While evaluating the duration, we found that articaine BI produced a significantly shorter duration of pulpal anaesthesia. The mean duration of 4% articaine BI was 24.52 ± 6.87 minutes, and for lignocaine IANB, it was 50.21 ± 12.89 minutes. To our knowledge, we found no study comparing the duration of these two methods. Some authors measured duration separately from different perspectives. Corbett et al. [11] measured the duration of articaine BI and found the mean duration was 21.6 ± 7.9 minutes. Kanaa et al. [15] claimed that the maximum possible duration for articaine BI was 28 minutes. This finding is similar to ours. However, Oliveira et al. [27] claimed articaine infiltration produces a longer duration of anaesthesia. This contradicts our result. They checked articaine in the maxilla, which is structurally different from the mandible. The maxilla is a spongy bone with a thinner cortical plate that allows diffusion of an adequate volume of anaesthetic. The anaesthetic drug remains in the site of action for a prolonged period because it contains vasoconstrictor. However, mandible has a denser cortical plate which does not allow adequate diffusion of anaesthetic. As articaine has increased bone diffusion capacity, a certain amount can diffuse, which causes the onset of anaesthesia, but this amount may not be sufficient to prolong the duration. Tortamano et al. [26] compared the duration of IANB in different anaesthetic agents and found the mean duration of lignocaine IANB was 61.8 ± 15.5 minutes. Our findings are close to it. The slight difference is due to our duration evaluation time being up to 60 minutes after onset. Nevertheless, nearly 50% IANB block lasted more than 60 minutes in our study. In the IANB procedure, an anaesthetic drug is deposited in proximity to the inferior alveolar nerve. When lignocaine with vasoconstrictor is correctly deposited, it ensures adequate volume and concentration, which is the reason for a longer duration. So, lignocaine IANB is suitable for works that need a more prolonged duration of anaesthesia. Due to the shorter duration, articaine BI may not be appropriate for works that take longer than 30 minutes. In those cases, another dose or supplemental methods may help.
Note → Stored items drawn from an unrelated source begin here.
use crate::grid::{IndexRange, LocalArray3D};

/// Maps every node of a subdomain to the node holding its degree of freedom
///
/// A node whose segment above is degenerate (no material) does not carry a dof
/// of its own: it is collapsed onto the representative of the node above.
///
/// ```text
///  node k   representative
///    0  ●──→ 2     above the frontier (not deposited yet)
///    1  ●──→ 2
///    2  ●──→ 2     frontier (first active node)
///    3  ●──→ 3
///    4  ●──→ 3     segment 3 is degenerate
///    5  ●──→ 3     segment 4 is degenerate
///    6  ●──→ 6
/// ```
///
/// The run length of node k is `k - representative(k)`; the stencil width of the
/// linear system is the largest run length over the whole domain.
#[derive(Clone, Debug, PartialEq)]
pub struct DofNumbering {
    /// Representative node of each (i,j,k) node
    representative: LocalArray3D<usize>,

    /// Nodes carrying a Dirichlet condition anchored at the frontier
    anchors: LocalArray3D<bool>,
}

impl DofNumbering {
    /// Allocates an identity numbering with `number_of_nodes` nodes per column
    pub fn new(owned: IndexRange, ghosted: IndexRange, number_of_nodes: usize) -> Self {
        let mut numbering = DofNumbering {
            representative: LocalArray3D::new(owned, ghosted, number_of_nodes, 0),
            anchors: LocalArray3D::new(owned, ghosted, number_of_nodes, false),
        };
        for (i, j) in ghosted.iter() {
            numbering.set_identity(i, j);
        }
        numbering
    }

    /// Returns the number of nodes per column
    pub fn number_of_nodes(&self) -> usize {
        self.representative.len_k()
    }

    /// Returns the representative of node (i,j,k)
    pub fn representative(&self, i: usize, j: usize, k: usize) -> Option<usize> {
        self.representative.get(i, j, k).copied()
    }

    /// Returns the representatives of column (i,j)
    pub fn column(&self, i: usize, j: usize) -> &[usize] {
        self.representative.column(i, j)
    }

    /// Returns the number of collapsed segments between node (i,j,k) and its representative
    ///
    /// Nodes above the frontier map downwards onto it and have a zero run length.
    pub fn run_length(&self, i: usize, j: usize, k: usize) -> Option<usize> {
        self.representative(i, j, k).map(|r| k.saturating_sub(r))
    }

    /// Returns true if node (i,j,k) is collapsed onto another node
    pub fn is_collapsed(&self, i: usize, j: usize, k: usize) -> bool {
        self.run_length(i, j, k).map(|n| n > 0).unwrap_or(false)
    }

    /// Returns true if node (i,j,k) carries a Dirichlet condition anchored at the frontier
    pub fn is_dirichlet_anchor(&self, i: usize, j: usize, k: usize) -> bool {
        self.anchors.get(i, j, k).copied().unwrap_or(false)
    }

    /// Marks node (i,j,k) as a Dirichlet anchor
    pub fn set_dirichlet_anchor(&mut self, i: usize, j: usize, k: usize) {
        if let Some(a) = self.anchors.get_mut(i, j, k) {
            *a = true;
        }
    }

    /// Removes all Dirichlet anchors
    pub fn clear_dirichlet_anchors(&mut self) {
        self.anchors.fill(false);
    }

    /// Returns the number of Dirichlet anchors over the owned columns
    pub fn number_of_dirichlet_anchors(&self) -> usize {
        self.anchors
            .owned()
            .iter()
            .map(|(i, j)| self.anchors.column(i, j).iter().filter(|a| **a).count())
            .sum()
    }

    /// Maps every node of column (i,j) to itself
    pub fn set_identity(&mut self, i: usize, j: usize) {
        for (k, r) in self.representative.column_mut(i, j).iter_mut().enumerate() {
            *r = k;
        }
    }

    /// Numbers column (i,j) given the frontier and the presence of material in each segment
    ///
    /// Nodes above the frontier map to the frontier; walking down, node k maps to
    /// itself if `has_material(k - 1)` and to the representative of node k-1 otherwise.
    pub fn number_column<F>(&mut self, i: usize, j: usize, first_active_k: usize, has_material: F)
    where
        F: Fn(usize) -> bool,
    {
        let column = self.representative.column_mut(i, j);
        let n = column.len();
        let first = usize::min(first_active_k, n.saturating_sub(1));
        for k in 0..n {
            column[k] = if k <= first {
                first
            } else if has_material(k - 1) {
                k
            } else {
                column[k - 1]
            };
        }
    }

    /// Returns the largest run length over the owned columns (nodes at or below the frontier)
    pub fn maximum_owned_run_length(&self) -> usize {
        let owned = *self.representative.owned();
        owned
            .iter()
            .flat_map(|(i, j)| {
                self.representative
                    .column(i, j)
                    .iter()
                    .enumerate()
                    .filter(|(k, r)| *k >= **r)
                    .map(|(k, r)| k - r)
                    .collect::<Vec<_>>()
            })
            .max()
            .unwrap_or(0)
    }

    /// Changes the number of nodes per column (identity numbering); returns false if unchanged
    pub fn resize(&mut self, number_of_nodes: usize) -> bool {
        if !self.representative.resize_k(number_of_nodes, 0) {
            return false;
        }
        self.anchors.resize_k(number_of_nodes, false);
        let ghosted = *self.representative.ghosted();
        for (i, j) in ghosted.iter() {
            self.set_identity(i, j);
        }
        true
    }

    /// Returns the representatives for a ghost exchange
    pub(crate) fn representatives_mut(&mut self) -> &mut LocalArray3D<usize> {
        &mut self.representative
    }
}

////////////////////////////////////////////////////////////////////////////////////////////////////////////////////////

#[cfg(test)]
mod tests {
    use super::DofNumbering;
    use crate::grid::IndexRange;

    #[test]
    fn new_gives_identity() {
        let r = IndexRange::new(0, 1, 0, 0);
        let numbering = DofNumbering::new(r, r, 4);
        assert_eq!(numbering.number_of_nodes(), 4);
        assert_eq!(numbering.column(1, 0), &[0, 1, 2, 3]);
        assert_eq!(numbering.maximum_owned_run_length(), 0);
        assert_eq!(numbering.representative(0, 0, 4), None);
    }

    #[test]
    fn number_column_collapses_degenerate_segments() {
        let r = IndexRange::new(0, 0, 0, 0);
        let mut numbering = DofNumbering::new(r, r, 7);
        // segments 3 and 4 are degenerate
        numbering.number_column(0, 0, 2, |k| k != 3 && k != 4);
        assert_eq!(numbering.column(0, 0), &[2, 2, 2, 3, 3, 3, 6]);
        assert_eq!(numbering.run_length(0, 0, 5), Some(2));
        assert!(numbering.is_collapsed(0, 0, 4));
        assert!(!numbering.is_collapsed(0, 0, 6));
        assert_eq!(numbering.maximum_owned_run_length(), 2);
        // above the frontier
        assert_eq!(numbering.run_length(0, 0, 0), Some(0));
        assert_eq!(numbering.run_length(0, 0, 1), Some(0));
        assert!(!numbering.is_collapsed(0, 0, 0));
        assert!(!numbering.is_collapsed(0, 0, 2));
        // numbering twice gives the same result
        numbering.number_column(0, 0, 2, |k| k != 3 && k != 4);
        assert_eq!(numbering.column(0, 0), &[2, 2, 2, 3, 3, 3, 6]);
    }

    #[test]
    fn frontier_at_the_bottom_collapses_everything() {
        let r = IndexRange::new(0, 0, 0, 0);
        let mut numbering = DofNumbering::new(r, r, 4);
        numbering.number_column(0, 0, 3, |_| true);
        assert_eq!(numbering.column(0, 0), &[3, 3, 3, 3]);
        assert_eq!(numbering.maximum_owned_run_length(), 0);
        for k in 0..4 {
            assert_eq!(numbering.run_length(0, 0, k), Some(0));
            assert!(!numbering.is_collapsed(0, 0, k));
        }
    }

    #[test]
    fn frontier_above_an_empty_segment_counts_the_true_run() {
        let r = IndexRange::new(0, 1, 0, 0);
        let mut numbering = DofNumbering::new(r, r, 9);
        // frontier at 2 and segment 2 still empty
        numbering.number_column(0, 0, 2, |k| k != 2);
        numbering.number_column(1, 0, 2, |k| k != 2);
        assert_eq!(numbering.column(0, 0), &[2, 2, 2, 2, 4, 5, 6, 7, 8]);
        assert_eq!(numbering.run_length(0, 0, 3), Some(1));
        assert_eq!(numbering.maximum_owned_run_length(), 1);
    }

    #[test]
    fn anchors_and_resize_work() {
        let r = IndexRange::new(0, 0, 0, 0);
        let mut numbering = DofNumbering::new(r, r, 3);
        numbering.set_dirichlet_anchor(0, 0, 1);
        numbering.set_dirichlet_anchor(0, 0, 9);
        assert!(numbering.is_dirichlet_anchor(0, 0, 1));
        assert_eq!(numbering.number_of_dirichlet_anchors(), 1);
        numbering.clear_dirichlet_anchors();
        assert_eq!(numbering.number_of_dirichlet_anchors(), 0);
        assert!(!numbering.resize(3));
        assert!(numbering.resize(5));
        assert_eq!(numbering.column(0, 0), &[0, 1, 2, 3, 4]);
    }
}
Lip numbness is a subjective symptom that varies highly. Articaine BI produced 100% lip numbness. It is due to the deposition of local anaesthetic in the first molar region, and it is not very far from the mental foramen. So, diffusion of anaesthesia towards the mental foramen produces lip numbness in every BI case. Lignocaine IANB could not secure lip numbness in 8 (20.5%) cases. Pulpal anaesthesia did not occur in these eight participants. 31 participants reported lip numbness after lignocaine IANB, but pulpal anaesthesia occurred in 24 participants. From this, we can conclude that the absence of lip numbness indicates pulpal anaesthesia failure, but the presence of lip numbness cannot guarantee pulpal anaesthesia. The same is true for articaine BI, where 100% lip numbness occurred, but pulpal anaesthesia success was 53.8%. So, even after lip numbness, the onset of pulpal anaesthesia should be checked. We found that articaine BI produces a significantly quicker onset of lip numbness than lignocaine IANB. Lip numbness started at 89.46 sec (1.49 minutes), and 138.32 sec (2.31 minutes) after injection of articaine BI, and lignocaine IANB respectively. However, pulpal anaesthesia occurs at 6.57, and 9.25 minutes respectively. So, clinicians should wait up to 10 minutes before starting any restorative and endodontic work.

Conclusion

4% articaine BI is a safe and effective method for pulpal anaesthesia in mandibular first molar teeth. But it should be used considering its shorter duration.